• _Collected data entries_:
================
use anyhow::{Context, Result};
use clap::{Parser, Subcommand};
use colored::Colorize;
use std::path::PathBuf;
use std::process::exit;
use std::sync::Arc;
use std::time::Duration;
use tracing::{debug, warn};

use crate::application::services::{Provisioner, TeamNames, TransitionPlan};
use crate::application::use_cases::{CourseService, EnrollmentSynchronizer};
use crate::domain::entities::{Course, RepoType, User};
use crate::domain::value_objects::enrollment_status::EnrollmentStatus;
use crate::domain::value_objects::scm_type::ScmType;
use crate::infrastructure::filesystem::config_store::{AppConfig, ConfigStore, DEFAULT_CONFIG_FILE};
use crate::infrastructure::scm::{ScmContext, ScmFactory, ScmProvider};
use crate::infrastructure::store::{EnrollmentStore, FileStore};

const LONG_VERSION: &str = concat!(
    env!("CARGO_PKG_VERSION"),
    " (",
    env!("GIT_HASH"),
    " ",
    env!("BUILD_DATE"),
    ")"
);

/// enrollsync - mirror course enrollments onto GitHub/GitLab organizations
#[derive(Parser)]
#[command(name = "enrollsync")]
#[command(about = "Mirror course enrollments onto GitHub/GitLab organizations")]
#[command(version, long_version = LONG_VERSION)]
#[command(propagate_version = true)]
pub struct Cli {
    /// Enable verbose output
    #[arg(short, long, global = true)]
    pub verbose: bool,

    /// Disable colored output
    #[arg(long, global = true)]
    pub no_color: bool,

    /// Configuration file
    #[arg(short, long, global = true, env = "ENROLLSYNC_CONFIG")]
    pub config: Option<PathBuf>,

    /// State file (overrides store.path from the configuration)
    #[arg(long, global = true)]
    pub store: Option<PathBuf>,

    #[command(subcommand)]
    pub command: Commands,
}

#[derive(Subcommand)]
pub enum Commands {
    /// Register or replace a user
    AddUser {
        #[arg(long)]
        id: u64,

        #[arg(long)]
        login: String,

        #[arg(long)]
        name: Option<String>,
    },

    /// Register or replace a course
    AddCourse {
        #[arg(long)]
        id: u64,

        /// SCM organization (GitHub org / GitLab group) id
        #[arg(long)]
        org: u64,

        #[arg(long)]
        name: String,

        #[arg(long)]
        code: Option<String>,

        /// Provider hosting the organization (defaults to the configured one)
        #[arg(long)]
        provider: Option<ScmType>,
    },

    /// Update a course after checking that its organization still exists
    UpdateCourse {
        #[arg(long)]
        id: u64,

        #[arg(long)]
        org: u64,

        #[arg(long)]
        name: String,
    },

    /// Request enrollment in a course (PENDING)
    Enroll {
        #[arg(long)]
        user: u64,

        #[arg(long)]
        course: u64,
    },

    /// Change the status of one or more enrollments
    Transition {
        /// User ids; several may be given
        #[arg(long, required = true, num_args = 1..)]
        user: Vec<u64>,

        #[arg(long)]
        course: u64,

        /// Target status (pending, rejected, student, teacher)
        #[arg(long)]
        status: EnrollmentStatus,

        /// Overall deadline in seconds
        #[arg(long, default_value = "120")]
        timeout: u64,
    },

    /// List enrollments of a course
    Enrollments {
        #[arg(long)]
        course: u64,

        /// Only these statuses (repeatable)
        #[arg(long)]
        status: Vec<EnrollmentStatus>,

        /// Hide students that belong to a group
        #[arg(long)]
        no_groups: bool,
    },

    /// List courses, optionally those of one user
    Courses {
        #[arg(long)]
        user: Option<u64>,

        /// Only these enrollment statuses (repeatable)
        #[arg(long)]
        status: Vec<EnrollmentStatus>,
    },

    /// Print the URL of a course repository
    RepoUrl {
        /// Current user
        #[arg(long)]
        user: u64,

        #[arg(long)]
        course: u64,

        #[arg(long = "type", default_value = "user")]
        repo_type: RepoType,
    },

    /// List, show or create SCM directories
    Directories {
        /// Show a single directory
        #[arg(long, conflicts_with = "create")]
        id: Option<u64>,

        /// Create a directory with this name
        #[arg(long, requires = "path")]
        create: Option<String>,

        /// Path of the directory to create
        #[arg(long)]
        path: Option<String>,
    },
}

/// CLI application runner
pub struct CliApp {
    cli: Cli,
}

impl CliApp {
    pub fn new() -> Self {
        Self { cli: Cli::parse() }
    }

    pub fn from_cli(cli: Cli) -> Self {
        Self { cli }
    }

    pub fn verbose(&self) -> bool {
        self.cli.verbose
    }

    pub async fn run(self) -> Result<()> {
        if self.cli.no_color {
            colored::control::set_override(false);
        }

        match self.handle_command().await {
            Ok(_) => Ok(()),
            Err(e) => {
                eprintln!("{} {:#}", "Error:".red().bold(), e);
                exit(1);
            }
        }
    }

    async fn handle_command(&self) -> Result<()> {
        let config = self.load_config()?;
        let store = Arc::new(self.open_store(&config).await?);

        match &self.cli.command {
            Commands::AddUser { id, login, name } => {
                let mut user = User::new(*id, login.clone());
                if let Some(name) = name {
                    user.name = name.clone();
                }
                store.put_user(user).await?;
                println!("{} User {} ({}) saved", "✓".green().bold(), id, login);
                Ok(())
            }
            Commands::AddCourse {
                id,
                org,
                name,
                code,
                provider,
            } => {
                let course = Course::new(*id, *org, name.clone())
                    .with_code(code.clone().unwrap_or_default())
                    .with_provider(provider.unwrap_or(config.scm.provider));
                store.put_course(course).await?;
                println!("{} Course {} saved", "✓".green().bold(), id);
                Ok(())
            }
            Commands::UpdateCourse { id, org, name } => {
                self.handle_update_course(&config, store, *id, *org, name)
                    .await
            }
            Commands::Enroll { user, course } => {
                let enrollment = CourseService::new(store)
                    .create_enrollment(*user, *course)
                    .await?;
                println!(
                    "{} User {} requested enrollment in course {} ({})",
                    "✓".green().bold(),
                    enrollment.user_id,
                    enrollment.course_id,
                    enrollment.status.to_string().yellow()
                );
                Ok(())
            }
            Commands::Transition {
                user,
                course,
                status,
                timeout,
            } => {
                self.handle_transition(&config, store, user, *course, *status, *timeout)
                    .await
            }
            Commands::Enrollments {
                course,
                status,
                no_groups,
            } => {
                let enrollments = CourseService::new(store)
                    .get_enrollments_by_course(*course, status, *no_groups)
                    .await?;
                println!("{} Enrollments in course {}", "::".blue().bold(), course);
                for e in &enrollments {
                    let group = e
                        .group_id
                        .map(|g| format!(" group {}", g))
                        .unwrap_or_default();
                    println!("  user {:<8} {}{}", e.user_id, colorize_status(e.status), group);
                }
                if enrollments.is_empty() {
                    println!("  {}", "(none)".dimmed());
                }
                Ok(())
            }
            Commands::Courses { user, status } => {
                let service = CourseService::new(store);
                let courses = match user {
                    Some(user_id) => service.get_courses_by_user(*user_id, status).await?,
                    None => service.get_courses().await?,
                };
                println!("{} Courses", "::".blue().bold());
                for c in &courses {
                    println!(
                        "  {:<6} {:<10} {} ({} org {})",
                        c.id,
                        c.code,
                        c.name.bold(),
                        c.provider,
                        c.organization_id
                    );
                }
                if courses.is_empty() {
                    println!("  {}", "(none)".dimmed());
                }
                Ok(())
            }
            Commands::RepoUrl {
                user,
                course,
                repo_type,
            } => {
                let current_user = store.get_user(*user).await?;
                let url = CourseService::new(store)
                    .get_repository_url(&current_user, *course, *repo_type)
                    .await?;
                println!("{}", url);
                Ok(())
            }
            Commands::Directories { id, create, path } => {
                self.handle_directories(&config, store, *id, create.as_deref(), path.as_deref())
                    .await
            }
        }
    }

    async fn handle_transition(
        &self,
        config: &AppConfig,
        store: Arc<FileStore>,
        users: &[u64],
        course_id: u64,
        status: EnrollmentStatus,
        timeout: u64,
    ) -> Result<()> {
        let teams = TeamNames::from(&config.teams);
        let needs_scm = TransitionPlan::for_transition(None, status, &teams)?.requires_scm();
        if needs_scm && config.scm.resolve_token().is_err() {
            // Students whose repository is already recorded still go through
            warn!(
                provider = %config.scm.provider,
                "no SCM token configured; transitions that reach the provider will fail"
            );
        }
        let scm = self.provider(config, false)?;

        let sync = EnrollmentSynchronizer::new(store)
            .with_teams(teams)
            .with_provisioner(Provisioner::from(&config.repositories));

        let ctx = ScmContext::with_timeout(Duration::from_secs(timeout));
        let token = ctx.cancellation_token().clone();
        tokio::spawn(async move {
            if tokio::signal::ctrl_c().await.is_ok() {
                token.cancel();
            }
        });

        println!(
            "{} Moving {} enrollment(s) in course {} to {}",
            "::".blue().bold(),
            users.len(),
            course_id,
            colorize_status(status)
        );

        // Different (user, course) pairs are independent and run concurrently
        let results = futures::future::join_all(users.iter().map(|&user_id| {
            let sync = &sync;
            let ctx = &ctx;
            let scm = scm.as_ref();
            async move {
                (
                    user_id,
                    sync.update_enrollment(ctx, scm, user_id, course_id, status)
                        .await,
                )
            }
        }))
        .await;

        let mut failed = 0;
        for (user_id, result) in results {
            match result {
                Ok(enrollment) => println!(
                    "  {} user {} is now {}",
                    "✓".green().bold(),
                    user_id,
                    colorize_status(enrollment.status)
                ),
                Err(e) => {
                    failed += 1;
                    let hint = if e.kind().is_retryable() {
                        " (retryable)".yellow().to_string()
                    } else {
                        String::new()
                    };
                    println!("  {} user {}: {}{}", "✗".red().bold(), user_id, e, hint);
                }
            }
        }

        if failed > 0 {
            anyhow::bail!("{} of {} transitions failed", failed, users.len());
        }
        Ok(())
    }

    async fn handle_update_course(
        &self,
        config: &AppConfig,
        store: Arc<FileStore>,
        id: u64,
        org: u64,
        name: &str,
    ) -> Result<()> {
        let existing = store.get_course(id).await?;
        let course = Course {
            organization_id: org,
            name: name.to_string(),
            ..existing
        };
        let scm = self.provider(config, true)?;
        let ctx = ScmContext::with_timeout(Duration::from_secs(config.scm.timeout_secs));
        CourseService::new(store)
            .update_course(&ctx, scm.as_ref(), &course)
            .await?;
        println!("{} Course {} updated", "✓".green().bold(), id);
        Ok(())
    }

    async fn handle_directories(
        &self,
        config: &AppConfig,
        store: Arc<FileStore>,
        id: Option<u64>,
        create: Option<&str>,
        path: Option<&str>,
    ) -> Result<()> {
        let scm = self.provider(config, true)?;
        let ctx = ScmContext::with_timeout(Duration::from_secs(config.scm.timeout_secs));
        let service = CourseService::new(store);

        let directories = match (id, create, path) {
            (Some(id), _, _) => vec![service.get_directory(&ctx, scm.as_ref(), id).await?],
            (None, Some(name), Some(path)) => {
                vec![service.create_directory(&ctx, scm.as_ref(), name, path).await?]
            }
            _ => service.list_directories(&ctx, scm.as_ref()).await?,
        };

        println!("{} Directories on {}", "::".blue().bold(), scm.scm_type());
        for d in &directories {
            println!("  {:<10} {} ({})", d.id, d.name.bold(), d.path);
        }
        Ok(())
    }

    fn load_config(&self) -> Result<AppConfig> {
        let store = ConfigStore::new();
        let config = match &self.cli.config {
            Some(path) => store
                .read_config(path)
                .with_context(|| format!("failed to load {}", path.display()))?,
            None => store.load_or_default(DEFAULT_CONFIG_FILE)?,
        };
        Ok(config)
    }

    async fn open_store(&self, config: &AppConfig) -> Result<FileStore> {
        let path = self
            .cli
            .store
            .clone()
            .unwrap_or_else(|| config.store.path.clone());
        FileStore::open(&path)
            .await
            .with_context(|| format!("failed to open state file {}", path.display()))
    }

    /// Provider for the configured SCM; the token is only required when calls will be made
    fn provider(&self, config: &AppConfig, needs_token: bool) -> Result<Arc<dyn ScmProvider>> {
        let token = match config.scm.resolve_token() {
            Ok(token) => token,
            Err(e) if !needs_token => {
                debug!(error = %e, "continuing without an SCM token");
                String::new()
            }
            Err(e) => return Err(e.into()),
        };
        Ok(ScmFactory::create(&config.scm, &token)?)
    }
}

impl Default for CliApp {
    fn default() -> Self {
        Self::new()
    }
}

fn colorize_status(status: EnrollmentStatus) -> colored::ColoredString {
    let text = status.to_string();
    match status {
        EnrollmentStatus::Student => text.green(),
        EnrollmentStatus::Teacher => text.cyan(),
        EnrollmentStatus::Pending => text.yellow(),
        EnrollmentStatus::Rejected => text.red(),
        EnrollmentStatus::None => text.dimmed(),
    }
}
================
• _WHAT TO DO_:
Each line above where the word "Duration" occurs should be returned in full.

• _SOLUTION_:
use std::time::Duration;
        let ctx = ScmContext::with_timeout(Duration::from_secs(timeout));
        let ctx = ScmContext::with_timeout(Duration::from_secs(config.scm.timeout_secs));
        let ctx = ScmContext::with_timeout(Duration::from_secs(config.scm.timeout_secs));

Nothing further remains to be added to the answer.